Locate the string "retry" in the records below. Copy every line where it occurs.

**Saved data entries**
[Start of Attachment]
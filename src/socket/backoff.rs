//! Linear retry backoff.
//!
//! The delay starts at `floor`, grows by `step` per consecutive failure and
//! saturates at `cap`. Any successful open resets it to `floor`.
//!
//! With the default policy the retry delays are
//! 5.0s, 7.5s, 10.0s, 12.5s, 15.0s, 17.5s, 20.0s, 20.0s, ...

// ============================================================================
// Imports
// ============================================================================

use std::time::Duration;

use crate::error::{Error, Result};

// ============================================================================
// Constants
// ============================================================================

/// Initial and post-success delay.
pub const DEFAULT_FLOOR: Duration = Duration::from_millis(5000);

/// Increase per consecutive failure.
pub const DEFAULT_STEP: Duration = Duration::from_millis(2500);

/// Maximum delay.
pub const DEFAULT_CAP: Duration = Duration::from_millis(20000);

// ============================================================================
// BackoffPolicy
// ============================================================================

/// Bounds and step of the retry delay.
#[derive(Debug, Clone, Copy, PartialEq, Eq)]
pub struct BackoffPolicy {
    /// Initial and post-success delay.
    pub floor: Duration,
    /// Increase per consecutive failure.
    pub step: Duration,
    /// Maximum delay.
    pub cap: Duration,
}

impl Default for BackoffPolicy {
    fn default() -> Self {
        Self::new(DEFAULT_FLOOR, DEFAULT_STEP, DEFAULT_CAP)
    }
}

impl BackoffPolicy {
    /// Creates a policy.
    #[inline]
    #[must_use]
    pub const fn new(floor: Duration, step: Duration, cap: Duration) -> Self {
        Self { floor, step, cap }
    }

    /// Checks that the policy describes a non-empty, growing range.
    ///
    /// # Errors
    ///
    /// Returns [`Error::Config`] if `floor` or `step` is zero, or `floor > cap`.
    pub fn validate(&self) -> Result<()> {
        if self.floor.is_zero() {
            return Err(Error::config("Backoff floor must be greater than zero"));
        }

        if self.step.is_zero() {
            return Err(Error::config("Backoff step must be greater than zero"));
        }

        if self.floor > self.cap {
            return Err(Error::config(format!(
                "Backoff floor ({}ms) exceeds cap ({}ms)",
                self.floor.as_millis(),
                self.cap.as_millis()
            )));
        }

        Ok(())
    }
}

// ============================================================================
// Backoff
// ============================================================================

/// Current retry delay, always within `[floor, cap]`.
#[derive(Debug, Clone)]
pub(crate) struct Backoff {
    policy: BackoffPolicy,
    current: Duration,
}

impl Backoff {
    /// Starts at the policy floor.
    #[inline]
    pub(crate) const fn new(policy: BackoffPolicy) -> Self {
        Self {
            policy,
            current: policy.floor,
        }
    }

    /// Returns the current delay.
    #[inline]
    pub(crate) const fn current(&self) -> Duration {
        self.current
    }

    /// Records a failure, returning the new delay.
    pub(crate) fn advance(&mut self) -> Duration {
        self.current = self.current.saturating_add(self.policy.step).min(self.policy.cap);
        self.current
    }

    /// Records a successful open.
    #[inline]
    pub(crate) fn reset(&mut self) {
        self.current = self.policy.floor;
    }
}

// ============================================================================
// Tests
// ============================================================================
[End of Attachment]
**Written answer**
//! Linear retry backoff.
//! With the default policy the retry delays are
/// Bounds and step of the retry delay.
/// Current retry delay, always within `[floor, cap]`.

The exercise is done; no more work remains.